### Problem to work on
Among the entries, find the lines with the string "Component" and report them.

### Data for the task
"""

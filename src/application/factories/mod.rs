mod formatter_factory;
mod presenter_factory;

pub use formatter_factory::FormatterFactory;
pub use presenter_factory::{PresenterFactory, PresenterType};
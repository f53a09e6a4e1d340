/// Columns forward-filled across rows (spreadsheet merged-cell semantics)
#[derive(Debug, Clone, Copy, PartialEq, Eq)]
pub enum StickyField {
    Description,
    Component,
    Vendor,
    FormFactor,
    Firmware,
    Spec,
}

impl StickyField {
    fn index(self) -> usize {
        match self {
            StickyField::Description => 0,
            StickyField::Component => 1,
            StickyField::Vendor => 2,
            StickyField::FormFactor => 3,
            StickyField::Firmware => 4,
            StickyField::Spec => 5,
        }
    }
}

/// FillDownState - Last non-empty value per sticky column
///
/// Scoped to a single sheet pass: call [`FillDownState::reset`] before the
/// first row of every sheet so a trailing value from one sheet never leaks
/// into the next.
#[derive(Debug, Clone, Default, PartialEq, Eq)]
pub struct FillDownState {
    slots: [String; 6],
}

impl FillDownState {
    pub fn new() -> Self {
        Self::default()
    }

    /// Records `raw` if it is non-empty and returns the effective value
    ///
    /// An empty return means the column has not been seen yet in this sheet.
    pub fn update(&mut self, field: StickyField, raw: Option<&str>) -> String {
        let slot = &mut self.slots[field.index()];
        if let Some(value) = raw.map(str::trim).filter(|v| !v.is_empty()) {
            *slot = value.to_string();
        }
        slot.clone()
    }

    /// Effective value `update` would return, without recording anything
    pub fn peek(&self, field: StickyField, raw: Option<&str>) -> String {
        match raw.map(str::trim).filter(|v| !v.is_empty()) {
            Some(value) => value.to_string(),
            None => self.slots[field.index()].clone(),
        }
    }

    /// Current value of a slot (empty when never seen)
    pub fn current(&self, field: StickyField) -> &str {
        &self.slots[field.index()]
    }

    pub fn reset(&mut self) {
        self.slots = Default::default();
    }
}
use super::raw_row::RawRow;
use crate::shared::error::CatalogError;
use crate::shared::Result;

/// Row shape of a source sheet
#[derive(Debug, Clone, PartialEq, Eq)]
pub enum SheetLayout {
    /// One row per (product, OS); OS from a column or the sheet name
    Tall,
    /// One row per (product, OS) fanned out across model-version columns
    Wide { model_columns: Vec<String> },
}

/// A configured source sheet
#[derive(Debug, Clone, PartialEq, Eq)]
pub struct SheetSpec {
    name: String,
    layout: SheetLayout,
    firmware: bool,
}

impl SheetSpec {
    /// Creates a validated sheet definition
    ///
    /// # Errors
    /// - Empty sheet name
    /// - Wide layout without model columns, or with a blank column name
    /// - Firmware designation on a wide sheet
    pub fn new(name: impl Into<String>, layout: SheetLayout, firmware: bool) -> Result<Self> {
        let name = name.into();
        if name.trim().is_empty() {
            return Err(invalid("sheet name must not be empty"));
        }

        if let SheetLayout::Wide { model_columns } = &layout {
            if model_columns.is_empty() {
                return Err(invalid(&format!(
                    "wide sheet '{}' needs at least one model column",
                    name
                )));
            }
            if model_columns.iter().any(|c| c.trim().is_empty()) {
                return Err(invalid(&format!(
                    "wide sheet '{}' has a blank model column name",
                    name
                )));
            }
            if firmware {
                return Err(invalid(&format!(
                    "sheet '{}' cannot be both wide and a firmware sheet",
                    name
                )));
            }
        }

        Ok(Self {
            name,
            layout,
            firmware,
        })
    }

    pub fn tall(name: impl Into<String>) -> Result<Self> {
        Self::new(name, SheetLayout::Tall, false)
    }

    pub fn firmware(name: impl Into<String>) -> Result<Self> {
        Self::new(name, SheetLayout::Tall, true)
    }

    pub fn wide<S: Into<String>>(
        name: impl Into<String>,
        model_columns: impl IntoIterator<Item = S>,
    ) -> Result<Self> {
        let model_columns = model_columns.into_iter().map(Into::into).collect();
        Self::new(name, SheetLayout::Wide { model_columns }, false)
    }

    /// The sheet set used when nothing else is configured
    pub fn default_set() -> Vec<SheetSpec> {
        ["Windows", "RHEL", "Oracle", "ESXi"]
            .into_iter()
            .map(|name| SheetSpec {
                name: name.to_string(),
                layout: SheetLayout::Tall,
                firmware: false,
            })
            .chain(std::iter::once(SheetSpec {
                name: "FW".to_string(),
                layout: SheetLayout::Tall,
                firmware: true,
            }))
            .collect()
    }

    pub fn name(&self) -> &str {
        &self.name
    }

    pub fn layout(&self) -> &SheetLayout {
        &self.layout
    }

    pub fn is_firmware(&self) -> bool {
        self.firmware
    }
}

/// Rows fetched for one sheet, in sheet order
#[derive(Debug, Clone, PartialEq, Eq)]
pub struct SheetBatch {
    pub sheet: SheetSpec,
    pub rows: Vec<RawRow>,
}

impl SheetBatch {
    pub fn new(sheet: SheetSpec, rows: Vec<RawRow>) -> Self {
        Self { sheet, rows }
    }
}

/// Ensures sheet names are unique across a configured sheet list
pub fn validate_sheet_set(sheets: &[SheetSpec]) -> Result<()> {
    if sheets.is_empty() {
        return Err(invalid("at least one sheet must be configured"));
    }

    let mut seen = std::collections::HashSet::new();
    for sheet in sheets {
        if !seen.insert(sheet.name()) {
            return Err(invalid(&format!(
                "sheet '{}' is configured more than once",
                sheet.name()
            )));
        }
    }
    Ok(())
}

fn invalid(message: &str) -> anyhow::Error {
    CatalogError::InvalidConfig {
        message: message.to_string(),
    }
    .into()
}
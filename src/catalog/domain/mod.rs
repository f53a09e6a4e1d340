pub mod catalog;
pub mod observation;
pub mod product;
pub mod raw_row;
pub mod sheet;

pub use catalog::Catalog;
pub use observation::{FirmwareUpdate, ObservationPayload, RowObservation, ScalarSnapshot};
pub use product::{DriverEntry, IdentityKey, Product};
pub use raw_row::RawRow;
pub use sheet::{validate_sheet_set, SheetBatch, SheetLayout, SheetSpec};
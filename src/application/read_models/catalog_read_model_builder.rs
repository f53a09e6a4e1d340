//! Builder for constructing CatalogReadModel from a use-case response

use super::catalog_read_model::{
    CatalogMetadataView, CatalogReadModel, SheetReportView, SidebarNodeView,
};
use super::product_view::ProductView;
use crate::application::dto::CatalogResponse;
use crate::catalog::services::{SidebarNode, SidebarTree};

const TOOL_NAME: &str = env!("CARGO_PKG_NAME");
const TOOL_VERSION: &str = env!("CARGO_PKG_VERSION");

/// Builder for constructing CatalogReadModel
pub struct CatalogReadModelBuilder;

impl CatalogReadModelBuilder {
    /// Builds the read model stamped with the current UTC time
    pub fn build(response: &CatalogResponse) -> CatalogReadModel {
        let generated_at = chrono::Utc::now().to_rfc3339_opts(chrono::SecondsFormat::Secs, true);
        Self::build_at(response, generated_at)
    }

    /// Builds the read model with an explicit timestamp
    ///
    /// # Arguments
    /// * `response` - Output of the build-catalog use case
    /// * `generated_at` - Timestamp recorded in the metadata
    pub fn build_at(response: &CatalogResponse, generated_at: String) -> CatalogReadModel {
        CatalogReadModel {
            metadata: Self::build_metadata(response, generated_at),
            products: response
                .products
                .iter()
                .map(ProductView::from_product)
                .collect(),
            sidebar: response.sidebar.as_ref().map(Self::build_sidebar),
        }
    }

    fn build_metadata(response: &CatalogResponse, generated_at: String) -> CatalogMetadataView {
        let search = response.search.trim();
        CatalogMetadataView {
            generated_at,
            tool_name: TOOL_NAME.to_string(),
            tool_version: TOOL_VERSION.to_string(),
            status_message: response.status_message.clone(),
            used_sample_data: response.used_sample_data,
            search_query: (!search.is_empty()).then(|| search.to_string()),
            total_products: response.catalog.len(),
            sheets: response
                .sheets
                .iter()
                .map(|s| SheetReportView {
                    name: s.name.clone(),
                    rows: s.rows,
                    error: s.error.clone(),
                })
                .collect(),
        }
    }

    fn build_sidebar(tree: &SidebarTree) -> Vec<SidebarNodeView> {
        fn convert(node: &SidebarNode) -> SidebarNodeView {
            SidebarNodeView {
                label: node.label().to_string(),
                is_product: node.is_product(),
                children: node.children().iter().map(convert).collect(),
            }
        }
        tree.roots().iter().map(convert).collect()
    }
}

"""

### Your solution
    Component,
            StickyField::Component => 1,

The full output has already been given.